Stored items:

┌──

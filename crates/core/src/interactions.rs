//! Drug interaction check run before a plan is created.
//!
//! The only rule is a single hardcoded pair: a patient already on an active warfarin plan must
//! not be given aspirin. There is no rule data beyond this pair.

use crate::constants::{
    CONFLICTING_CANDIDATE_FRAGMENT, CONFLICTING_EXISTING_FRAGMENT, WARFARIN_ASPIRIN_MESSAGE,
};
use crate::models::Medication;
use crate::store::{DocumentStore, PlanFilter};
use crate::{CdssResult, NonEmptyText};

/// Outcome of an interaction check.
#[derive(Debug, Clone, PartialEq, Eq, Default)]
pub struct InteractionResult {
    pub interacts: bool,
    pub message: Option<String>,
}

impl InteractionResult {
    fn none() -> Self {
        Self::default()
    }

    fn critical(message: &str) -> Self {
        Self {
            interacts: true,
            message: Some(message.to_string()),
        }
    }
}

fn name_contains(name: &str, fragment: &str) -> bool {
    name.to_lowercase().contains(fragment)
}

/// Applies the warfarin/aspirin rule to already-resolved medication names.
pub fn evaluate_interaction<'a>(
    active_names: impl IntoIterator<Item = &'a str>,
    candidate_name: &str,
) -> InteractionResult {
    let has_conflicting_existing = active_names
        .into_iter()
        .any(|name| name_contains(name, CONFLICTING_EXISTING_FRAGMENT));
    let candidate_is_conflicting = name_contains(candidate_name, CONFLICTING_CANDIDATE_FRAGMENT);

    if has_conflicting_existing && candidate_is_conflicting {
        InteractionResult::critical(WARFARIN_ASPIRIN_MESSAGE)
    } else {
        InteractionResult::none()
    }
}

/// Resolves the medications of every active plan held by `patient_id`.
///
/// A plan pointing at a medication that no longer exists is skipped with a warning.
pub fn active_medications(
    store: &DocumentStore,
    patient_id: &NonEmptyText,
) -> CdssResult<Vec<Medication>> {
    let plans = store.find_plans(PlanFilter::active_for(patient_id))?;

    let mut medications = Vec::with_capacity(plans.len());
    for plan in plans {
        match store.find_medication(&plan.medication)? {
            Some(medication) => medications.push(medication),
            None => tracing::warn!(
                "plan {} references missing medication {}",
                plan.id,
                plan.medication
            ),
        }
    }
    Ok(medications)
}

/// Checks `candidate` against the patient's active medications.
///
/// # Errors
///
/// Store lookup failures are returned unchanged; nothing is retried.
pub fn check_drug_interactions(
    store: &DocumentStore,
    candidate: &Medication,
    patient_id: &NonEmptyText,
) -> CdssResult<InteractionResult> {
    check_candidate_name(store, candidate.name.as_str(), patient_id)
}

/// Same as [`check_drug_interactions`] for a medication that may not be stored yet.
pub fn check_candidate_name(
    store: &DocumentStore,
    candidate_name: &str,
    patient_id: &NonEmptyText,
) -> CdssResult<InteractionResult> {
    tracing::info!(
        "checking interactions for medication '{}' and patient '{}'",
        candidate_name,
        patient_id
    );

    let active = active_medications(store, patient_id)?;
    Ok(evaluate_interaction(
        active.iter().map(|m| m.name.as_str()),
        candidate_name,
    ))
}
use clap::{Parser, Subcommand};
use std::path::PathBuf;
use std::sync::Arc;
use tracing_subscriber::{layer::SubscriberExt, util::SubscriberInitExt};

use cdss_core::config::data_dir_from_env_value;
use cdss_core::{AddPlanInput, CdssError, CoreConfig, DocumentStore, NonEmptyText, PlanService};

#[derive(Parser)]
#[command(name = "cdss")]
#[command(about = "CDSS medication plan CLI")]
struct Cli {
    /// Document store directory
    #[arg(long, env = "CDSS_DATA_DIR")]
    data_dir: Option<PathBuf>,

    #[command(subcommand)]
    command: Option<Commands>,
}

#[derive(Subcommand)]
enum Commands {
    /// List all medication plans
    List,
    /// Add a medication plan
    Add {
        /// Patient identifier
        patient_id: String,
        /// Medication name
        medication_name: String,
        /// Dosage, e.g. "5mg"
        dosage: String,
        /// Medication type: western or tcm
        #[arg(long = "type", default_value = "western")]
        medication_type: String,
        /// Schedule, e.g. "Once a day in the morning"
        #[arg(long)]
        schedule: String,
        /// Ingredients (comma-separated, tcm only)
        #[arg(long)]
        ingredients: Option<String>,
    },
    /// Check a medication against a patient's active plans without adding it
    Check {
        /// Patient identifier
        patient_id: String,
        /// Medication name
        medication_name: String,
    },
}

fn split_ingredients(raw: &str) -> Vec<String> {
    raw.split(',').map(|s| s.trim().to_string()).collect()
}

fn main() -> Result<(), Box<dyn std::error::Error>> {
    tracing_subscriber::registry()
        .with(
            tracing_subscriber::EnvFilter::from_default_env()
                .add_directive("cdss=info".parse()?)
                .add_directive("cdss_core=warn".parse()?),
        )
        .with(tracing_subscriber::fmt::layer().with_writer(std::io::stderr))
        .init();

    let cli = Cli::parse();

    let Some(command) = cli.command else {
        println!("Use 'cdss --help' for commands");
        return Ok(());
    };

    let data_dir = cli
        .data_dir
        .unwrap_or_else(|| data_dir_from_env_value(None));
    let cfg = Arc::new(CoreConfig::new(data_dir)?);
    let service = PlanService::new(Arc::new(DocumentStore::open(cfg)?));

    match command {
        Commands::List => {
            let plans = service.list_plans()?;
            if plans.is_empty() {
                println!("No medication plans found.");
            }
            for plan in plans {
                let patient = plan
                    .patient
                    .as_ref()
                    .map_or("N/A", |p| p.name.as_str());
                match &plan.medication {
                    Some(med) => {
                        println!(
                            "Patient: {}, Medication: {} ({}), Type: {}, Schedule: {}, Active: {}",
                            patient, med.name, med.dosage, med.medication_type, plan.schedule,
                            plan.is_active
                        );
                        if let Some(ingredients) = &med.ingredients {
                            println!("  Ingredients: {}", ingredients.join(", "));
                        }
                    }
                    None => println!(
                        "Patient: {}, Medication: N/A, Schedule: {}, Active: {}",
                        patient, plan.schedule, plan.is_active
                    ),
                }
            }
        }
        Commands::Add {
            patient_id,
            medication_name,
            dosage,
            medication_type,
            schedule,
            ingredients,
        } => {
            let input = AddPlanInput {
                patient_id: Some(patient_id),
                medication_name: Some(medication_name),
                dosage: Some(dosage),
                medication_type: Some(medication_type),
                ingredients: ingredients.as_deref().map(split_ingredients),
                schedule: Some(schedule),
            };
            match service.add_plan(input) {
                Ok(plan) => {
                    tracing::info!("plan {} stored for patient {}", plan.id, plan.patient);
                    println!("Medication plan added successfully! ID: {}", plan.id);
                }
                Err(CdssError::InteractionDetected(message)) => {
                    tracing::warn!("plan refused: {}", message);
                    std::process::exit(2);
                }
                Err(e) => return Err(e.into()),
            }
        }
        Commands::Check {
            patient_id,
            medication_name,
        } => {
            let result = service.check_interactions(
                &NonEmptyText::new(medication_name)?,
                &NonEmptyText::new(patient_id)?,
            )?;
            match result.message {
                Some(message) if result.interacts => println!("Warning: {}", message),
                _ => println!("No interaction found."),
            }
        }
    }

    Ok(())
}
use crate::wire::HealthRes;

/// Health check shared by the server binaries.
#[derive(Clone, Default)]
pub struct HealthService;

impl HealthService {
    pub fn new() -> Self {
        Self
    }

    /// Returns a `HealthRes` indicating the service is up.
    ///
    /// There are no downstream checks: the document store is verified once at startup.
    pub fn check_health() -> HealthRes {
        HealthRes {
            ok: true,
            message: "CDSS is alive".into(),
        }
    }
}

└──

### Exercise prompt
Count the lines in the preceding entries that contain the string "bool", and state only the resulting number.

### Your solution
2